Dataset items
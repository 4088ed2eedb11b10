//! Cursor settings snapshots and the bounded push/pop stack.

use tracing::info;

use crate::types::{MotionType, ReferenceCs};

/// Maximum push depth. A runaway push loop in user scripting hits this
/// before exhausting memory.
pub const SETTINGS_STACK_LIMIT: usize = 32;

/// The scalar state a cursor carries between motion targets: speeds,
/// accelerations, blending precision, extrusion rate, plus motion type
/// and reference frame. Captured wholesale on push, restored on pop.
#[derive(Debug, Clone, Copy, PartialEq)]
pub struct Settings {
    /// TCP speed, mm/s.
    pub speed: f64,
    /// TCP acceleration, mm/s^2; 0 means vendor default.
    pub acceleration: f64,
    /// Reorientation speed, deg/s.
    pub rotation_speed: f64,
    /// Joint speed, deg/s.
    pub joint_speed: f64,
    /// Joint acceleration, deg/s^2; 0 means vendor default.
    pub joint_acceleration: f64,
    /// Blending radius, mm; 0 is a fine point.
    pub precision: f64,
    /// mm of filament per mm of travel.
    pub extrusion_rate: f64,
    pub motion_type: MotionType,
    pub reference_cs: ReferenceCs,
}

impl Default for Settings {
    fn default() -> Self {
        Self {
            speed: 100.0,
            acceleration: 0.0,
            rotation_speed: 90.0,
            joint_speed: 45.0,
            joint_acceleration: 0.0,
            precision: 5.0,
            extrusion_rate: 0.0,
            motion_type: MotionType::Linear,
            reference_cs: ReferenceCs::World,
        }
    }
}

/// Bounded LIFO stack of settings snapshots.
#[derive(Debug, Clone, Default)]
pub struct SettingsBuffer {
    stack: Vec<Settings>,
}

impl SettingsBuffer {
    pub fn new() -> Self {
        Self::default()
    }

    pub fn len(&self) -> usize {
        self.stack.len()
    }

    pub fn is_empty(&self) -> bool {
        self.stack.is_empty()
    }

    /// Push a snapshot. Returns false (and logs) when the stack is full.
    pub fn push(&mut self, settings: Settings) -> bool {
        if self.stack.len() >= SETTINGS_STACK_LIMIT {
            info!(
                "settings stack full ({} snapshots), push ignored",
                SETTINGS_STACK_LIMIT
            );
            return false;
        }
        self.stack.push(settings);
        true
    }

    pub fn pop(&mut self) -> Option<Settings> {
        self.stack.pop()
    }
}

#[cfg(test)]
mod tests {
    use super::*;

    #[test]
    fn push_pop_round_trip() {
        let mut buffer = SettingsBuffer::new();
        let mut settings = Settings::default();
        assert!(buffer.push(settings));

        settings.speed = 999.0;
        let restored = buffer.pop().expect("snapshot");
        assert_eq!(restored.speed, Settings::default().speed);
    }

    #[test]
    fn stack_is_bounded() {
        let mut buffer = SettingsBuffer::new();
        for _ in 0..SETTINGS_STACK_LIMIT {
            assert!(buffer.push(Settings::default()));
        }
        assert!(!buffer.push(Settings::default()));
        assert_eq!(buffer.len(), SETTINGS_STACK_LIMIT);
    }

    #[test]
    fn pop_empty_is_none() {
        assert!(SettingsBuffer::new().pop().is_none());
    }
}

Activity
Every line from the one with "of settings snapshots." to the end of the records above should be returned exactly, and no other lines.

Output for this task
/// Bounded LIFO stack of settings snapshots.
#[derive(Debug, Clone, Default)]
pub struct SettingsBuffer {
    stack: Vec<Settings>,
}

impl SettingsBuffer {
    pub fn new() -> Self {
        Self::default()
    }

    pub fn len(&self) -> usize {
        self.stack.len()
    }

    pub fn is_empty(&self) -> bool {
        self.stack.is_empty()
    }

    /// Push a snapshot. Returns false (and logs) when the stack is full.
    pub fn push(&mut self, settings: Settings) -> bool {
        if self.stack.len() >= SETTINGS_STACK_LIMIT {
            info!(
                "settings stack full ({} snapshots), push ignored",
                SETTINGS_STACK_LIMIT
            );
            return false;
        }
        self.stack.push(settings);
        true
    }

    pub fn pop(&mut self) -> Option<Settings> {
        self.stack.pop()
    }
}

#[cfg(test)]
mod tests {
    use super::*;

    #[test]
    fn push_pop_round_trip() {
        let mut buffer = SettingsBuffer::new();
        let mut settings = Settings::default();
        assert!(buffer.push(settings));

        settings.speed = 999.0;
        let restored = buffer.pop().expect("snapshot");
        assert_eq!(restored.speed, Settings::default().speed);
    }

    #[test]
    fn stack_is_bounded() {
        let mut buffer = SettingsBuffer::new();
        for _ in 0..SETTINGS_STACK_LIMIT {
            assert!(buffer.push(Settings::default()));
        }
        assert!(!buffer.push(Settings::default()));
        assert_eq!(buffer.len(), SETTINGS_STACK_LIMIT);
    }

    #[test]
    fn pop_empty_is_none() {
        assert!(SettingsBuffer::new().pop().is_none());
    }
}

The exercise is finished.